“What’s a Golden Weekend?” you ask. Let’s play a game.
- It consists of 48 hours of time away from work.
- Saturday and Sunday are the typical days included in the Golden Weekend.
- Many people look forward to the Golden Weekend all week long, every week.
- Medical students and residents look forward to — and receive — the Golden Weekend only once per month, on average.
- A Golden Weekend is a weekend that most “regular people” experience, on average, four times per month.
- The Golden Weekend can be used for short-term travel, bar-hopping, hiking, or just lounging around the house and sleeping.
Give up?
The “Golden Weekend” is a term coined by residents. It typically refers to the weekend in which you have both Saturday and Sunday free from all clinical duties. Since many residents only get one weekend per month completely free from the hospital, the term is derived from the notion that “it feels golden to have your entire weekend off.”
Only in medicine.
Medicine is so incredibly perverse. Part of the incentive to get an education, training, and a good job is to avoid working all the time (and at odd times.) But here (and not just for residents, but attendings as well), something the majority of the working public (with good jobs) takes for granted is considered a special privilege . Doctoral school so you can work the same hours of a pizza delivery man.
Some doctors manage to avoid working weekends, but there are not many fields in which it is anything approaching the majority.
Residents today have it easy. When I was a medicine resident, we only got 2 days off per ward month. There were no golden weekends.
I am a pathology resident, and most of my weekends are “golden”. We only have to come to work one Saturday a month, and only in a few months a year. Clinical residents think we “don’t do anything” as a result, although we do a lot.
Actually, I would like to point out how as a result of their insane workload clinical residents treat everyone who has a regular schedule as a lazy bum.
Examples: ordering frozen section consultations with no clinical indication, just “I want to know what it is” or hounding laboratory personnel demanding that their precious patient’s test be done immediately. Never mind that it was submitted late, without a label and there are 200 other equally precious tests to run, with equally persistent clinicians. Oh, and gosh darn it, bacteria don’t grow fast even if you yell at them and talk to their supervisor.
Yo Zuwie, nice to see you back around. Enjoy those weekends! I think you made a wise choice with pathology.
There are other jobs where people barely have weekends off either. For example, during my first year in Investment Banking I only had two “Golden weekends” off the ENTIRE YEAR. In am near the end of my second year and have only had two full weekends off during the past 4 months. And at least you know when your weekend off will be in advance, so you can actually try to make plans for that time.

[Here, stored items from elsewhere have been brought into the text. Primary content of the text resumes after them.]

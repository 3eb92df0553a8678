//! DNS wire format (RFC 1035 §4) for classic UDP messages.
//!
//! Only the header, question and answer sections are modelled. Authority and
//! additional sections are skipped on decode and never written, so EDNS(0)
//! OPT records from clients are ignored.

mod decoder;
mod encoder;

pub use decoder::decode_message;
pub use encoder::encode_message;

/// Classic DNS-over-UDP payload limit; larger messages are not supported.
pub const MAX_UDP_MESSAGE_SIZE: usize = 512;

pub(crate) const HEADER_LEN: usize = 12;
pub(crate) const MAX_LABEL_LEN: usize = 63;
pub(crate) const MAX_NAME_WIRE_LEN: usize = 255;

pub(crate) const FLAG_RESPONSE: u16 = 0x8000;
pub(crate) const FLAG_AUTHORITATIVE: u16 = 0x0400;
pub(crate) const FLAG_TRUNCATED: u16 = 0x0200;
pub(crate) const FLAG_RECURSION_DESIRED: u16 = 0x0100;
pub(crate) const FLAG_RECURSION_AVAILABLE: u16 = 0x0080;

Granted I am making way more than a resident would make, but in the end what I do day to day is not helping anyone. At least your hard work goes towards making this world a better place, shouldnt that should count for something in your mind? And when you ARE earning the big bucks after residency, market downturns will not make you fear life!
Hmmmm, I was going to say, “But you are free to make mistakes,” but investment bankers are held to pretty high standards, too. If they’re not careful, they can go to jail and/or loose a lot of other people’s money. Plus your end is even more art and less science. Cheers!